Provincial / State sides
- Years: Team / Apps / (Points)
- 2015: Auckland / 1 / (0)
- 2020: Tasman / 7 / (0)
- Correct as of 14 November 2020

Super Rugby
- Years: Team / Apps / (Points)
- 2020, 2022: Moana Pasifika / 3 / (0)
- Correct as of 3 April 2022

International career
- Years: Team / Apps / (Points)
- 2016–2021: Samoa / 21 / (20)
- Correct as of 3 April 2022

= Dwayne Polataivao =

Samoan rugby union player

Dwayne E. Polataivao (born 30 July 1990) is a Samoan rugby union player. A scrum-half, he played for Moana Pasifika in Super Rugby in 2022. He has also represented internationally.

==Career==
Dwayne was educated at De La Salle College, Māngere East.

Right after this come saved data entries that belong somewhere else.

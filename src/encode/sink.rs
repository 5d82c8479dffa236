use std::path::{Path, PathBuf};

use anyhow::Context as _;

use crate::encode::png::ExportArtifact;
use crate::foundation::error::{GradiiError, GradiiResult};

/// Receiver of finished exports; the host-side equivalent of the browser download.
pub trait DownloadSink {
    /// Deliver one artifact. Either the whole file arrives or an error is returned.
    fn deliver(&mut self, artifact: &ExportArtifact) -> GradiiResult<()>;
}

/// Writes artifacts into a directory using their file names.
///
/// Each file is written to a hidden temporary sibling and renamed into place, so a failed write
/// never leaves a truncated PNG behind.
#[derive(Debug, Clone)]
pub struct FileSink {
    dir: PathBuf,
    written: Vec<PathBuf>,
}

impl FileSink {
    /// Sink writing into `dir` (created on first delivery).
    pub fn new(dir: impl Into<PathBuf>) -> Self {
        Self {
            dir: dir.into(),
            written: Vec::new(),
        }
    }

    /// Target directory.
    pub fn dir(&self) -> &Path {
        &self.dir
    }

    /// Paths written so far, in delivery order.
    pub fn written(&self) -> &[PathBuf] {
        &self.written
    }
}

impl DownloadSink for FileSink {
    fn deliver(&mut self, artifact: &ExportArtifact) -> GradiiResult<()> {
        if artifact.filename.is_empty()
            || artifact.filename.contains(['/', '\\'])
            || artifact.filename.starts_with('.')
        {
            return Err(GradiiError::export(format!(
                "invalid export file name '{}'",
                artifact.filename
            )));
        }
        let bytes = artifact.payload.png_bytes()?;
        std::fs::create_dir_all(&self.dir)
            .with_context(|| format!("create output dir '{}'", self.dir.display()))?;

        let dest = self.dir.join(&artifact.filename);
        let tmp = self.dir.join(format!(".{}.part", artifact.filename));
        let written = std::fs::write(&tmp, &bytes)
            .with_context(|| format!("write '{}'", tmp.display()))
            .and_then(|()| {
                std::fs::rename(&tmp, &dest)
                    .with_context(|| format!("move png into '{}'", dest.display()))
            });
        if let Err(e) = written {
            let _ = std::fs::remove_file(&tmp);
            return Err(GradiiError::export(format!("{e:#}")));
        }
        tracing::debug!(path = %dest.display(), bytes = bytes.len(), "export written");
        self.written.push(dest);
        Ok(())
    }
}

/// Keeps artifacts in memory, for tests and embedding hosts.
#[derive(Debug, Default)]
pub struct InMemorySink {
    artifacts: Vec<ExportArtifact>,
}

impl InMemorySink {
    /// Empty sink.
    pub fn new() -> Self {
        Self::default()
    }

    /// Delivered artifacts in order.
    pub fn artifacts(&self) -> &[ExportArtifact] {
        &self.artifacts
    }
}

impl DownloadSink for InMemorySink {
    fn deliver(&mut self, artifact: &ExportArtifact) -> GradiiResult<()> {
        self.artifacts.push(artifact.clone());
        Ok(())
    }
}

#[cfg(test)]
#[path = "../../tests/unit/encode/sink.rs"]
mod tests;
use super::*;
use crate::scene::model::{LogoOverlay, TextOverlay};

#[test]
fn defaults_are_valid() {
    validate_wallpaper(&WallpaperDef::default()).unwrap();
}

#[test]
fn canvas_out_of_range_reports_path() {
    let mut def = WallpaperDef::default();
    def.canvas.width = 0;
    def.canvas.height = 4000;
    let err = validate_wallpaper(&def).unwrap_err();
    let msg = err.to_string();
    assert!(msg.contains("$.canvas.width: must be in 1..=2560, got 0"), "{msg}");
    assert!(msg.contains("$.canvas.height"), "{msg}");
    assert_eq!(err.errors.len(), 2);
}

#[test]
fn slider_values_out_of_range_are_not_errors() {
    let mut def = WallpaperDef::default();
    def.filters.blur = -50.0;
    def.filters.contrast = 0.0;
    def.effects.grain = 500.0;
    validate_wallpaper(&def).unwrap();
}

#[test]
fn non_finite_values_are_rejected_with_index() {
    let mut def = WallpaperDef::default();
    def.shapes[2].y = f64::NAN;
    def.filters.saturation = f64::INFINITY;
    let msg = validate_wallpaper(&def).unwrap_err().to_string();
    assert!(msg.contains("$.shapes[2].y"), "{msg}");
    assert!(msg.contains("$.filters.saturation"), "{msg}");
}

#[test]
fn text_and_logo_checks() {
    let mut def = WallpaperDef::default();
    def.overlay = Overlay::Text(TextOverlay {
        font_size: 0.0,
        font_weight: 0,
        ..TextOverlay::default()
    });
    let msg = validate_wallpaper(&def).unwrap_err().to_string();
    assert!(msg.contains("$.overlay.font_size"), "{msg}");
    assert!(msg.contains("$.overlay.font_weight"), "{msg}");

    def.overlay = Overlay::Logo(LogoOverlay::default());
    let msg = validate_wallpaper(&def).unwrap_err().to_string();
    assert!(msg.contains("logo overlay requires an image"), "{msg}");
}

#[test]
fn too_many_shapes_and_empty_palette() {
    let mut def = WallpaperDef::default();
    let s = def.shapes[0];
    def.shapes = vec![s; 11];
    def.palette.clear();
    let err = validate_wallpaper(&def).unwrap_err();
    assert_eq!(err.errors.len(), 2);
}
use super::*;

const SAFARI: &str = "Mozilla/5.0 (Macintosh; Intel Mac OS X 14_4) AppleWebKit/605.1.15 \
                      (KHTML, like Gecko) Version/17.4 Safari/605.1.15";
const CHROME: &str = "Mozilla/5.0 (Macintosh; Intel Mac OS X 10_15_7) AppleWebKit/537.36 \
                      (KHTML, like Gecko) Chrome/124.0.0.0 Safari/537.36";
const ANDROID: &str = "Mozilla/5.0 (Linux; Android 14) AppleWebKit/537.36 (KHTML, like Gecko) \
                       Version/4.0 Safari/537.36";

#[test]
fn user_agent_detection() {
    assert_eq!(RenderCaps::from_user_agent(SAFARI), RenderCaps::fallback());
    assert_eq!(RenderCaps::from_user_agent(CHROME), RenderCaps::default());
    assert_eq!(RenderCaps::from_user_agent(ANDROID), RenderCaps::default());
    assert_eq!(RenderCaps::from_user_agent(""), RenderCaps::default());
}

#[test]
fn blur_strategy_follows_caps() {
    assert_eq!(RenderCaps::default().blur_strategy(), BlurStrategy::Native);
    assert_eq!(RenderCaps::fallback().blur_strategy(), BlurStrategy::Downsampled);
}

#[test]
fn frame_pixel_access_and_straight_copy() {
    let mut f = FrameRGBA::transparent(Canvas {
        width: 2,
        height: 1,
    });
    f.data[4..8].copy_from_slice(&[64, 32, 0, 128]);
    assert_eq!(f.pixel(1, 0), Some([64, 32, 0, 128]));
    assert_eq!(f.pixel(2, 0), None);
    let straight = f.to_straight_rgba();
    assert_eq!(&straight[4..8], &[128, 64, 0, 128]);
    assert_eq!(f.canvas().width, 2);
}
use super::*;
use kurbo::{PathEl, Shape};
use rand::SeedableRng;
use rand::rngs::StdRng;

fn canvas() -> Canvas {
    Canvas {
        width: 1920,
        height: 1080,
    }
}

#[test]
fn radius_and_origin_follow_canvas() {
    assert!((blob_radius(canvas()) - 324.0).abs() < 1e-9);
    let s = ShapeDef {
        x: 50.0,
        y: 25.0,
        color: crate::assets::color::Color::rgb8(0, 0, 0),
    };
    assert_eq!(shape_origin(&s, canvas()), Point::new(960.0, 270.0));
}

#[test]
fn origin_is_clamped_to_canvas() {
    let s = ShapeDef {
        x: -40.0,
        y: 250.0,
        color: crate::assets::color::Color::rgb8(0, 0, 0),
    };
    assert_eq!(shape_origin(&s, canvas()), Point::new(0.0, 1080.0));
}

#[test]
fn blob_is_closed_six_segment_path() {
    let mut rng = StdRng::seed_from_u64(1);
    let p = blob_path(Point::new(500.0, 400.0), canvas(), &mut rng);
    let els = p.elements();
    assert_eq!(els.len(), 8);
    assert_eq!(els[0], PathEl::MoveTo(Point::new(824.0, 400.0)));
    assert_eq!(
        els.iter()
            .filter(|e| matches!(e, PathEl::CurveTo(..)))
            .count(),
        6
    );
    assert_eq!(els[7], PathEl::ClosePath);
}

#[test]
fn vertices_stay_within_jitter_band() {
    let origin = Point::new(0.0, 0.0);
    let r = blob_radius(canvas());
    for seed in 0..20 {
        let mut rng = StdRng::seed_from_u64(seed);
        let p = blob_path(origin, canvas(), &mut rng);
        for el in p.elements() {
            if let PathEl::CurveTo(c1, c2, end) = *el {
                let d = end.distance(origin);
                assert!(d >= r * 0.8 - 1e-9 && d <= r * 1.2 + 1e-9, "vertex {d}");
                let (d1, d2) = (c1.distance(origin), c2.distance(origin));
                assert!((d1 - d2).abs() < 1e-9);
                assert!(d1 >= r * 1.2 - 1e-9 && d1 <= r * 1.6 + 1e-9);
            }
        }
    }
}

#[test]
fn seeded_blobs_repeat() {
    let a = blob_path(Point::new(10.0, 10.0), canvas(), &mut StdRng::seed_from_u64(9));
    let b = blob_path(Point::new(10.0, 10.0), canvas(), &mut StdRng::seed_from_u64(9));
    let c = blob_path(Point::new(10.0, 10.0), canvas(), &mut StdRng::seed_from_u64(10));
    assert_eq!(a, b);
    assert_ne!(a, c);
    assert!(a.bounding_box().width() > 0.0);
}
//! Wallpaper settings: the serde model, JSON loading, validation, presets and palette operations.

/// Settings model.
pub mod model;
/// Shuffle, undo and shape list operations.
pub mod palette;
/// Product presets and defaults.
pub mod presets;
pub(crate) mod validate;
/// JSON boundary.
pub mod wallpaper;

He started his professional career playing for the Auckland in 2015, and was first selected for the Samoa national team in 2016.

He joined the Doncaster Knights in 2019.

He was selected for the Samoa national squad ahead of the 2019 World Rugby Pacific Nations Cup.

In September 2020 he was named in the Mako squad for the 2020 Mitre 10 Cup. He played 7 games for the Mako in the 2020 season as they won their second premiership title in a row.

Polataivao was named in the Moana Pasifika squad to play the Maori All Blacks in late 2020, coming off the bench and scoring a try in a 28-21 loss.